TASK BRIEF -> What you return should be the full listing, exactly as given.

PROVIDED ENTRIES ->
-- -- --
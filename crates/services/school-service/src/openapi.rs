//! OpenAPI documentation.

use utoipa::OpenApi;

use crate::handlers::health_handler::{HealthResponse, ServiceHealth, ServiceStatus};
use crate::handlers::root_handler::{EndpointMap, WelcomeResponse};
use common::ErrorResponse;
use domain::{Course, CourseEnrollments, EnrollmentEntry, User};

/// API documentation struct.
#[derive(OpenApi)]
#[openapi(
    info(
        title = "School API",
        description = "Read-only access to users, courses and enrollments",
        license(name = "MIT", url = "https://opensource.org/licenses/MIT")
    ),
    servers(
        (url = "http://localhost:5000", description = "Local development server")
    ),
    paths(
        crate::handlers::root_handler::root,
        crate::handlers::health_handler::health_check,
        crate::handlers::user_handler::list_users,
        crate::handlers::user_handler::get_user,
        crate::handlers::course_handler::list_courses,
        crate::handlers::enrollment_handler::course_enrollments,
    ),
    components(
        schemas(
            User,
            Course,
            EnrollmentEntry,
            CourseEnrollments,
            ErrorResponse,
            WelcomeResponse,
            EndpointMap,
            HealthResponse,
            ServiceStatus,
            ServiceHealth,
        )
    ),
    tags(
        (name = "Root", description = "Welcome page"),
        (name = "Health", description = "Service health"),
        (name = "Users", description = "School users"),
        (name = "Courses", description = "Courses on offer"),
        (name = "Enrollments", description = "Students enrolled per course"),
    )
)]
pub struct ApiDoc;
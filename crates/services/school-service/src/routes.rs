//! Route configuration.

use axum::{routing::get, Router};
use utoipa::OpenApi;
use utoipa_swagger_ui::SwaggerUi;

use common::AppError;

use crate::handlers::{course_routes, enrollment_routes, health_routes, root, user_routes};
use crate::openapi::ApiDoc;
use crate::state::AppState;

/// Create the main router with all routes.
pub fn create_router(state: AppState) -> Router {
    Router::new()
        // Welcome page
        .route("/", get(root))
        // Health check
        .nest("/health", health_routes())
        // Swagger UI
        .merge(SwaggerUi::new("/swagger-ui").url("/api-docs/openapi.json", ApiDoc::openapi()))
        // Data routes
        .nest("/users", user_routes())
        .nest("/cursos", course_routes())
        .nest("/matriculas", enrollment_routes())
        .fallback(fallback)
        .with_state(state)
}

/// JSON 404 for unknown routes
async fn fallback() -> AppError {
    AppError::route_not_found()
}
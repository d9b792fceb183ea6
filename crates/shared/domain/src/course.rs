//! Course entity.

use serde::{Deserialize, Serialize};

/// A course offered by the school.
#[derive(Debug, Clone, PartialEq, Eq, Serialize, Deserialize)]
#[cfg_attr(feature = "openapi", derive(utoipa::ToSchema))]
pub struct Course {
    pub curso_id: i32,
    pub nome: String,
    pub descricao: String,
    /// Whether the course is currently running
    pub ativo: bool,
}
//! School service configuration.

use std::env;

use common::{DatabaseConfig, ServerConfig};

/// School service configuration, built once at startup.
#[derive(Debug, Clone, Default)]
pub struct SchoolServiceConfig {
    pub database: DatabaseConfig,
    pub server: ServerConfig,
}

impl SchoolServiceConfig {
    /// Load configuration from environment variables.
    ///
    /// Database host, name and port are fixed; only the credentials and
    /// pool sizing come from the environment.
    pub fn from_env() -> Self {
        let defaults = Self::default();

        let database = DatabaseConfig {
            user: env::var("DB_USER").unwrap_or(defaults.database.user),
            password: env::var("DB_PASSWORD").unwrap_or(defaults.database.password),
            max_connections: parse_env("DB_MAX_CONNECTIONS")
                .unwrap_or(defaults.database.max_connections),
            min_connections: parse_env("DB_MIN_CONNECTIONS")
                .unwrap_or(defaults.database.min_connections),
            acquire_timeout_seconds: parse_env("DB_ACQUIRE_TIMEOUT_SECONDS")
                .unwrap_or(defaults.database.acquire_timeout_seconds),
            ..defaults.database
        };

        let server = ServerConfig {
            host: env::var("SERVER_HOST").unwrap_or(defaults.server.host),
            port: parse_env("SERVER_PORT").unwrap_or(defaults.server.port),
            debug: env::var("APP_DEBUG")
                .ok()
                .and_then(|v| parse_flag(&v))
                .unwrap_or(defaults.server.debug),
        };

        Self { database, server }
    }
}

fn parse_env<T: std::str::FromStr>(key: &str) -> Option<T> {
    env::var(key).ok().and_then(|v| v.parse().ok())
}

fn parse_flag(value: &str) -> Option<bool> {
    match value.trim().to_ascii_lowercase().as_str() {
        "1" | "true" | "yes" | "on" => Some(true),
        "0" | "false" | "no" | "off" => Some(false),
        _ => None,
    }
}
-- -- --
YOUR SOLUTION ->
filename crates/services/school-service/src/openapi.rs
//! OpenAPI documentation.

use utoipa::OpenApi;

use crate::handlers::health_handler::{HealthResponse, ServiceHealth, ServiceStatus};
use crate::handlers::root_handler::{EndpointMap, WelcomeResponse};
use common::ErrorResponse;
use domain::{Course, CourseEnrollments, EnrollmentEntry, User};

/// API documentation struct.
#[derive(OpenApi)]
#[openapi(
    info(
        title = "School API",
        description = "Read-only access to users, courses and enrollments",
        license(name = "MIT", url = "https://opensource.org/licenses/MIT")
    ),
    servers(
        (url = "http://localhost:5000", description = "Local development server")
    ),
    paths(
        crate::handlers::root_handler::root,
        crate::handlers::health_handler::health_check,
        crate::handlers::user_handler::list_users,
        crate::handlers::user_handler::get_user,
        crate::handlers::course_handler::list_courses,
        crate::handlers::enrollment_handler::course_enrollments,
    ),
    components(
        schemas(
            User,
            Course,
            EnrollmentEntry,
            CourseEnrollments,
            ErrorResponse,
            WelcomeResponse,
            EndpointMap,
            HealthResponse,
            ServiceStatus,
            ServiceHealth,
        )
    ),
    tags(
        (name = "Root", description = "Welcome page"),
        (name = "Health", description = "Service health"),
        (name = "Users", description = "School users"),
        (name = "Courses", description = "Courses on offer"),
        (name = "Enrollments", description = "Students enrolled per course"),
    )
)]
pub struct ApiDoc;
filename crates/services/school-service/src/routes.rs
//! Route configuration.

use axum::{routing::get, Router};
use utoipa::OpenApi;
use utoipa_swagger_ui::SwaggerUi;

use common::AppError;

use crate::handlers::{course_routes, enrollment_routes, health_routes, root, user_routes};
use crate::openapi::ApiDoc;
use crate::state::AppState;

/// Create the main router with all routes.
pub fn create_router(state: AppState) -> Router {
    Router::new()
        // Welcome page
        .route("/", get(root))
        // Health check
        .nest("/health", health_routes())
        // Swagger UI
        .merge(SwaggerUi::new("/swagger-ui").url("/api-docs/openapi.json", ApiDoc::openapi()))
        // Data routes
        .nest("/users", user_routes())
        .nest("/cursos", course_routes())
        .nest("/matriculas", enrollment_routes())
        .fallback(fallback)
        .with_state(state)
}

/// JSON 404 for unknown routes
async fn fallback() -> AppError {
    AppError::route_not_found()
}
repository d9b792fceb183ea6
filename crates/shared/domain/src/course.rs
//! Course entity.

use serde::{Deserialize, Serialize};

/// A course offered by the school.
#[derive(Debug, Clone, PartialEq, Eq, Serialize, Deserialize)]
#[cfg_attr(feature = "openapi", derive(utoipa::ToSchema))]
pub struct Course {
    pub curso_id: i32,
    pub nome: String,
    pub descricao: String,
    /// Whether the course is currently running
    pub ativo: bool,
}
//! School service configuration.

use std::env;

use common::{DatabaseConfig, ServerConfig};

/// School service configuration, built once at startup.
#[derive(Debug, Clone, Default)]
pub struct SchoolServiceConfig {
    pub database: DatabaseConfig,
    pub server: ServerConfig,
}

impl SchoolServiceConfig {
    /// Load configuration from environment variables.
    ///
    /// Database host, name and port are fixed; only the credentials and
    /// pool sizing come from the environment.
    pub fn from_env() -> Self {
        let defaults = Self::default();

        let database = DatabaseConfig {
            user: env::var("DB_USER").unwrap_or(defaults.database.user),
            password: env::var("DB_PASSWORD").unwrap_or(defaults.database.password),
            max_connections: parse_env("DB_MAX_CONNECTIONS")
                .unwrap_or(defaults.database.max_connections),
            min_connections: parse_env("DB_MIN_CONNECTIONS")
                .unwrap_or(defaults.database.min_connections),
            acquire_timeout_seconds: parse_env("DB_ACQUIRE_TIMEOUT_SECONDS")
                .unwrap_or(defaults.database.acquire_timeout_seconds),
            ..defaults.database
        };

        let server = ServerConfig {
            host: env::var("SERVER_HOST").unwrap_or(defaults.server.host),
            port: parse_env("SERVER_PORT").unwrap_or(defaults.server.port),
            debug: env::var("APP_DEBUG")
                .ok()
                .and_then(|v| parse_flag(&v))
                .unwrap_or(defaults.server.debug),
        };

        Self { database, server }
    }
}

fn parse_env<T: std::str::FromStr>(key: &str) -> Option<T> {
    env::var(key).ok().and_then(|v| v.parse().ok())
}

fn parse_flag(value: &str) -> Option<bool> {
    match value.trim().to_ascii_lowercase().as_str() {
        "1" | "true" | "yes" | "on" => Some(true),
        "0" | "false" | "no" | "off" => Some(false),
        _ => None,
    }
}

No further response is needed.